I was a quarter of the way slower than I used to be!

I retained a one "escape route" of hopeful possibility.  Perhaps, as had happened in the past, there had been  complaints about the over-easiness of the "Quail" hike and they had made the appropriate adjustments.

Perhaps, in truth, this hike actually was harder than it used to be.

There was only one way to find out:  Ask the spa's hike leader.  Which is exactly what I did not want to do.  If I did not ask, my thinking went, I could retain the illusion that they had made the hike harder.  If I asked, I was staring reality right in the face.

This morning, however, after some serious inner discussion, I bit the bullet.  At the assembly place before it began, I - courageously, I like to believe - went up to that morning's hike leader and I said, hopefully with not too much quavering in my delivery,

"Excuse me - and forgive me if this sounds crazy - but is this hike harder than it used to be, or I am just getting older?"

Her answer unequivocally suggested the second of those alternatives.

The hike was the same.  What was different was me.

I had just turned a decade.  And just like that, I had immediately found the hike harder.

The question now was:  This immediate decline...

Was it physical or is was psychological?

Stay tuned.

No wait, don't stay tuned.

I can never figure that out.

3 comments:

Pidge said...

Older, perhaps, but definitely wiser.
New mantra.

JED said...

I propose that the other people on the hike are just better this year.

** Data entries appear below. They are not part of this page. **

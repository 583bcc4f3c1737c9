use crate::store::Route;

/// Maps an incoming host to a route from the global directory.
///
/// An exact host always wins. Otherwise the left-anchored `*.suffix` wildcard
/// with the longest matching suffix wins; a wildcard never matches its bare
/// apex. Disabled routes do not participate.
pub fn match_route<'a>(routes: &'a [Route], host: &str) -> Option<&'a Route> {
    let host = host.to_ascii_lowercase();

    if let Some(exact) = routes
        .iter()
        .filter(|route| route.enabled)
        .find(|route| route.incoming_host == host)
    {
        return Some(exact);
    }

    routes
        .iter()
        .filter(|route| route.enabled)
        .filter_map(|route| {
            let suffix = route.incoming_host.strip_prefix("*.")?;
            wildcard_matches(&host, suffix).then_some((suffix.len(), route))
        })
        .max_by_key(|(suffix_len, _)| *suffix_len)
        .map(|(_, route)| route)
}

/// `*.suffix` semantics: at least one extra label before the suffix.
fn wildcard_matches(host: &str, suffix: &str) -> bool {
    host.strip_suffix(suffix)
        .is_some_and(|prefix| prefix.ends_with('.') && prefix.len() > 1)
}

Is it the same group of people as in past years or did the members of an elite running club all decide to visit your spa this year? Perhaps they drew you along at a faster pace (as you tried to keep up) and tired you out prematurely.

The bottom line is - you're 70 and you're still going on hikes. That's a very good sign.

Wendy M. Grossman said...

Indeed. It's also worth noting that day to day physical abilities fluctuate in response to whether you got enough sleep, what you've been doing the last few days, whether you've let other physical exercise lapse a bit more than usual, etc.